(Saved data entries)
────────────────
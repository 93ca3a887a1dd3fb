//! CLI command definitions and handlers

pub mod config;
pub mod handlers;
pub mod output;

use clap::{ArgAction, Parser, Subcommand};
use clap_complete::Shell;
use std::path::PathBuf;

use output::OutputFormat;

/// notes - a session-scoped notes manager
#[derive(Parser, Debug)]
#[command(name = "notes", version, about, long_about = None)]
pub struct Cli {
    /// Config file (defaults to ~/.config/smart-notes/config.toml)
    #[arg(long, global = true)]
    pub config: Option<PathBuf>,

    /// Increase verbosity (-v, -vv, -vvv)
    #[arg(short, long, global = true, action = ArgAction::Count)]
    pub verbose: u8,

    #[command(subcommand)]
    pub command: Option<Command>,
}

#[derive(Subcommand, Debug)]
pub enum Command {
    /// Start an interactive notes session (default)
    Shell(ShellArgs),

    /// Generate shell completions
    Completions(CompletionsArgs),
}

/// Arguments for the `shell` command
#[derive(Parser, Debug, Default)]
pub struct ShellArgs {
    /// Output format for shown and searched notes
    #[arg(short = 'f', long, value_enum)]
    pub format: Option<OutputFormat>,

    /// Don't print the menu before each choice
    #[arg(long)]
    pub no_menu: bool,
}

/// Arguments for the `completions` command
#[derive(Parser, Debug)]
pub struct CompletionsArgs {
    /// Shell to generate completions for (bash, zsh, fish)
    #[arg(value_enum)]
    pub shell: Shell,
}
────────────────
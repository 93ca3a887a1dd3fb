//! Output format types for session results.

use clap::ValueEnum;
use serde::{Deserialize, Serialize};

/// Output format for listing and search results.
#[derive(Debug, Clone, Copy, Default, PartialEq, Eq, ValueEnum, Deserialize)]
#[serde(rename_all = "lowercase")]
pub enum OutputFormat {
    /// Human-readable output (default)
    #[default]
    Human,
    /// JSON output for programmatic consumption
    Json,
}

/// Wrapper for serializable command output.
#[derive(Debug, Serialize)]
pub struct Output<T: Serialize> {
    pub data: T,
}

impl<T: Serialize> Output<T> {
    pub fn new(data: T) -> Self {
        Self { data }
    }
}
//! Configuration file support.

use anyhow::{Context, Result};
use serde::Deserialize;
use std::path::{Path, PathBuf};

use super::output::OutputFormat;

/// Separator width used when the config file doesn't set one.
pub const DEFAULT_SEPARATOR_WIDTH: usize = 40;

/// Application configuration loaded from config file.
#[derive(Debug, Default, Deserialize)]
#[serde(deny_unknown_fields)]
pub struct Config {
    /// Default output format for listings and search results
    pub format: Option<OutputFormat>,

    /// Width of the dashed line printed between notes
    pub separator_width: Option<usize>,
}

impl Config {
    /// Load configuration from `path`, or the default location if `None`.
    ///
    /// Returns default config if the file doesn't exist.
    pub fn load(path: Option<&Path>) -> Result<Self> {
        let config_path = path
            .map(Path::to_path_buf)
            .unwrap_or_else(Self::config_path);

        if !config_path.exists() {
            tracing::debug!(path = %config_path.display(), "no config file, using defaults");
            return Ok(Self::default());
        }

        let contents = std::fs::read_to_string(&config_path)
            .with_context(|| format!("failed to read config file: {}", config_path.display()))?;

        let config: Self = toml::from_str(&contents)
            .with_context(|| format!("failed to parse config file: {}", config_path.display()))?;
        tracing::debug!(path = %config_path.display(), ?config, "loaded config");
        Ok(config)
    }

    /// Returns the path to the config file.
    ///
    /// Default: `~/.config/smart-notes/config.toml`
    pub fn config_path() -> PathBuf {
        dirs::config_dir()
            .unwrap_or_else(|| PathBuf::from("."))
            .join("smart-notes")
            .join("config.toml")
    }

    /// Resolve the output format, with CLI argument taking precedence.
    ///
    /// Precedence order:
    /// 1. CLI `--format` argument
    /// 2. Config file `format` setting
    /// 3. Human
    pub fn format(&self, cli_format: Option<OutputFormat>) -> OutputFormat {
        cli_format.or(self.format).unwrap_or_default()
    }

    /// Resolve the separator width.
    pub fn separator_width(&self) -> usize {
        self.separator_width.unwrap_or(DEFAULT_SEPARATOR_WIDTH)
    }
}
────────────────
Report every line of the data in which "tracing" appears.

→ **Your response**:
            tracing::debug!(path = %config_path.display(), "no config file, using defaults");
        tracing::debug!(path = %config_path.display(), ?config, "loaded config");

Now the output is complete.